G. Whittome 26.05.2017
2. Höhe von Parteispenden begrenzen!
Die Maximalhöhe von Parteispenden muss begrenzt werden - und möglichen Umgehungstricks ein Riegel vorgeschoben werden. Es kann nicht sein, dass einzelne Reiche auf diese Weise mehr Einfluss auf die Parteien ausüben als die allgemeine Bevölkerung!
rpp2012 26.05.2017
3. So what ....
Transparenz ist gewährleistet und Wahlkämpfe sind nun mal eben teuer ... und die Spezialdemokraten lassen mal wieder keinen Fettnapf aus ... es ist also auch wieder alles wie immer ... aber warum ist das überhaupt eine Meldung wert ?

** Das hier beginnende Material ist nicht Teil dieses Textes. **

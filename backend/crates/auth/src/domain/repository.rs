//! Backend Boundary Traits
//!
//! Interfaces to the hosted backend. Implementations are in the
//! infrastructure layer. Calls that act on behalf of a signed-in user take
//! that user's access token; `None` means the anonymous project key.

use crate::domain::entity::{
    AccessToken, AccountCreated, NewProfile, Profile, RefreshToken, Session,
};
use crate::domain::value_object::{Email, IdentityId, Password, Role};
use crate::error::AuthResult;

/// Hosted authentication service
#[trait_variant::make(IdentityProvider: Send)]
pub trait LocalIdentityProvider {
    /// Create an identity. A session comes back only when the provider
    /// does not require email confirmation.
    async fn create_account(&self, email: &Email, password: &Password)
    -> AuthResult<AccountCreated>;

    /// Exchange credentials for a session
    async fn sign_in_with_password(&self, email: &Email, password: &Password)
    -> AuthResult<Session>;

    /// Revoke the session behind `access_token`
    async fn sign_out(&self, access_token: &AccessToken) -> AuthResult<()>;

    /// Exchange a refresh token for a new session
    async fn refresh_session(&self, refresh_token: &RefreshToken) -> AuthResult<Session>;

    /// Remove an identity (privileged)
    async fn delete_account(&self, id: &IdentityId) -> AuthResult<()>;
}

/// `users` table in the hosted data API
#[trait_variant::make(ProfileRepository: Send)]
pub trait LocalProfileRepository {
    /// Find a profile by identity ID
    async fn find_by_id(
        &self,
        id: &IdentityId,
        token: Option<&AccessToken>,
    ) -> AuthResult<Option<Profile>>;

    /// Fetch only the role column
    async fn find_role(&self, id: &IdentityId, token: Option<&AccessToken>)
    -> AuthResult<Option<Role>>;

    /// Insert a new profile
    async fn insert(&self, profile: &NewProfile, token: Option<&AccessToken>) -> AuthResult<()>;
}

pauschaltourist 26.05.2017
4.
Warum verzehnfacht man die staatliche und halbwegs transparente Wahlkampfkostenerstattung (oder wie die staatlichen Subventionen der Parteien auch immer genannt werden) und verbiete nicht rigoros alle von Privatpersonen oder Unternehmen stammende Parteispenden? Korruption, Lobbyismus und Mauscheleienjätten es um einiges schwieriger...
BoMbY 26.05.2017
5. Und was wird als Gegenleistung gefordert?
Lasst mich raten: Ein Ende jeglicher Netzneutralität und des Datenschutzes?